The better partner will not stand still but will be booking
continuously for ways to improve his own performance. To leapfrog
it becomes imperative for an organization to continuously do a
P.E.S.T Scan - monitor the developments in the political, economic
social and technological fronts and identify future gaps that may be
created by significant market changes, customer preferences,
innovation, threats of new entrants and other environmental
variables critical to the long term success of the firm. Such trend
studies are known as “Benchtrending” which is similar to
benchmarking, but with a structural dimension.
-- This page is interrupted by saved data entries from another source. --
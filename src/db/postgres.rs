//! Postgres-backed implementations of the storage ports.

use crate::db::queries;
use crate::domain::{
    LedgerEntry, NewLedgerEntry, PaymentIntent, PaymentMethod, PaymentPurpose, PaymentStatus,
    WalletAccount,
};
use crate::ports::{AppendOutcome, LedgerStore, PaymentIntentRepository, RepositoryError};
use async_trait::async_trait;
use chrono::{DateTime, Utc};
use sqlx::PgPool;
use uuid::Uuid;

#[derive(Clone)]
pub struct PgLedgerStore {
    pool: PgPool,
}

impl PgLedgerStore {
    pub fn new(pool: PgPool) -> Self {
        Self { pool }
    }
}

#[async_trait]
impl LedgerStore for PgLedgerStore {
    async fn get_or_create_account(
        &self,
        owner_id: &str,
        currency: &str,
    ) -> Result<WalletAccount, RepositoryError> {
        let row =
            queries::upsert_wallet_account(&self.pool, Uuid::new_v4(), owner_id, currency).await?;
        Ok(row.into())
    }

    async fn find_account(
        &self,
        owner_id: &str,
        currency: &str,
    ) -> Result<Option<WalletAccount>, RepositoryError> {
        let row = queries::find_wallet_account(&self.pool, owner_id, currency).await?;
        Ok(row.map(Into::into))
    }

    async fn get_account(&self, wallet_id: Uuid) -> Result<Option<WalletAccount>, RepositoryError> {
        let row = queries::get_wallet_account(&self.pool, wallet_id).await?;
        Ok(row.map(Into::into))
    }

    async fn list_accounts(&self) -> Result<Vec<WalletAccount>, RepositoryError> {
        let rows = queries::list_wallet_accounts(&self.pool).await?;
        Ok(rows.into_iter().map(Into::into).collect())
    }

    async fn append(&self, entry: NewLedgerEntry) -> Result<AppendOutcome, RepositoryError> {
        let mut tx = self.pool.begin().await?;

        // Serializes every writer of this wallet until commit.
        let balance = queries::lock_wallet_balance(&mut *tx, entry.wallet_account_id)
            .await
            .map_err(|e| match e {
                sqlx::Error::RowNotFound => RepositoryError::NotFound(format!(
                    "Wallet {} not found",
                    entry.wallet_account_id
                )),
                other => other.into(),
            })?;

        if let Some(existing) =
            queries::find_ledger_entry_by_key(&mut *tx, &entry.idempotency_key).await?
        {
            tx.rollback().await?;
            return Ok(AppendOutcome::Duplicate(existing.try_into()?));
        }

        let Some(balance_after) = balance.checked_add(entry.signed_amount_cents) else {
            tx.rollback().await?;
            return Ok(AppendOutcome::BalanceOverflow { balance });
        };
        if balance_after < 0 {
            tx.rollback().await?;
            return Ok(AppendOutcome::InsufficientBalance { available: balance });
        }

        let key = entry.idempotency_key.clone();
        let record = entry.into_entry(balance_after);
        let inserted = queries::insert_ledger_entry(&mut *tx, &record).await?;

        match inserted {
            Some(row) => {
                queries::set_wallet_balance(&mut *tx, record.wallet_account_id, balance_after)
                    .await?;
                tx.commit().await?;
                Ok(AppendOutcome::Appended(row.try_into()?))
            }
            None => {
                // Same key written for another wallet between our check and insert.
                tx.rollback().await?;
                let existing = queries::find_ledger_entry_by_key(&self.pool, &key)
                    .await?
                    .ok_or_else(|| RepositoryError::NotFound(key.clone()))?;
                Ok(AppendOutcome::Duplicate(existing.try_into()?))
            }
        }
    }

    async fn find_by_key(
        &self,
        idempotency_key: &str,
    ) -> Result<Option<LedgerEntry>, RepositoryError> {
        queries::find_ledger_entry_by_key(&self.pool, idempotency_key)
            .await?
            .map(TryInto::try_into)
            .transpose()
    }

    async fn cached_balance(&self, wallet_id: Uuid) -> Result<Option<i64>, RepositoryError> {
        let row = queries::get_wallet_account(&self.pool, wallet_id).await?;
        Ok(row.map(|r| r.balance_cents))
    }

    async fn sum_entries(&self, wallet_id: Uuid) -> Result<i64, RepositoryError> {
        Ok(queries::sum_ledger_entries(&self.pool, wallet_id).await?)
    }

    async fn list_entries(
        &self,
        wallet_id: Uuid,
        limit: i64,
        offset: i64,
    ) -> Result<Vec<LedgerEntry>, RepositoryError> {
        queries::list_ledger_entries(&self.pool, wallet_id, limit, offset)
            .await?
            .into_iter()
            .map(TryInto::try_into)
            .collect()
    }
}

#[derive(Clone)]
pub struct PgPaymentIntentRepository {
    pool: PgPool,
}

impl PgPaymentIntentRepository {
    pub fn new(pool: PgPool) -> Self {
        Self { pool }
    }
}

#[async_trait]
impl PaymentIntentRepository for PgPaymentIntentRepository {
    async fn insert(&self, intent: &PaymentIntent) -> Result<(), RepositoryError> {
        Ok(queries::insert_payment_intent(&self.pool, intent).await?)
    }

    async fn get(&self, id: Uuid) -> Result<Option<PaymentIntent>, RepositoryError> {
        queries::get_payment_intent(&self.pool, id)
            .await?
            .map(TryInto::try_into)
            .transpose()
    }

    async fn find_by_gateway_reference(
        &self,
        method: PaymentMethod,
        reference: &str,
    ) -> Result<Option<PaymentIntent>, RepositoryError> {
        queries::find_payment_intent_by_reference(&self.pool, method.as_str(), reference)
            .await?
            .map(TryInto::try_into)
            .transpose()
    }

    async fn find_for_subject(
        &self,
        purpose: PaymentPurpose,
        subject_id: &str,
    ) -> Result<Vec<PaymentIntent>, RepositoryError> {
        queries::find_payment_intents_for_subject(&self.pool, purpose.as_str(), subject_id)
            .await?
            .into_iter()
            .map(TryInto::try_into)
            .collect()
    }

    async fn update_if_status(
        &self,
        intent: &PaymentIntent,
        expected: PaymentStatus,
    ) -> Result<bool, RepositoryError> {
        let rows = queries::update_payment_intent_if_status(&self.pool, intent, expected).await?;
        Ok(rows == 1)
    }

    async fn list_stale(
        &self,
        now: DateTime<Utc>,
        created_before: DateTime<Utc>,
        limit: i64,
    ) -> Result<Vec<PaymentIntent>, RepositoryError> {
        queries::list_stale_payment_intents(&self.pool, now, created_before, limit)
            .await?
            .into_iter()
            .map(TryInto::try_into)
            .collect()
    }

    async fn list_unsettled(
        &self,
        now: DateTime<Utc>,
        limit: i64,
    ) -> Result<Vec<PaymentIntent>, RepositoryError> {
        queries::list_unsettled_payment_intents(&self.pool, now, limit)
            .await?
            .into_iter()
            .map(TryInto::try_into)
            .collect()
    }

    async fn record_settle_failure(
        &self,
        id: Uuid,
        status: PaymentStatus,
        attempts: i32,
        next_settle_at: Option<DateTime<Utc>>,
        error: &str,
    ) -> Result<(), RepositoryError> {
        Ok(queries::record_payment_intent_settle_failure(
            &self.pool,
            id,
            status,
            attempts,
            next_settle_at,
            error,
        )
        .await?)
    }

    async fn list_parked(&self, limit: i64) -> Result<Vec<PaymentIntent>, RepositoryError> {
        queries::list_parked_payment_intents(&self.pool, limit)
            .await?
            .into_iter()
            .map(TryInto::try_into)
            .collect()
    }

    async fn mark_settled(
        &self,
        id: Uuid,
        status: PaymentStatus,
        at: DateTime<Utc>,
    ) -> Result<(), RepositoryError> {
        Ok(queries::mark_payment_intent_settled(&self.pool, id, status, at).await?)
    }

    async fn list_for_owner(
        &self,
        owner_id: &str,
        limit: i64,
        offset: i64,
    ) -> Result<Vec<PaymentIntent>, RepositoryError> {
        queries::list_payment_intents_for_owner(&self.pool, owner_id, limit, offset)
            .await?
            .into_iter()
            .map(TryInto::try_into)
            .collect()
    }
}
• Strategic Performance Evaluation and Management Tools
Steps in Strategic Bench Trending
• i) Firstly the market is defined by determining its size, customer
preferences, competitors and relative business position of the company
within the market.
• (ii) The industry direction, technology shifts, geopolitical changes,
customer changes and potential threats from outside sources are
assessed.
• (iii) The strongest current and potential competitors are then determined
by evaluating the trends in industry.
• (iv) Data on performance of competitors is gathered and the current and
future performance of the unit is compared with that of its competitor.
• (v) A performance baseline for the business units is then established and
the relative performance of current and projected competition is
estimated.
• (vi) A set of initiatives which form the basis of an improvement plan are
identified to maintain strengths while reducing projected gaps.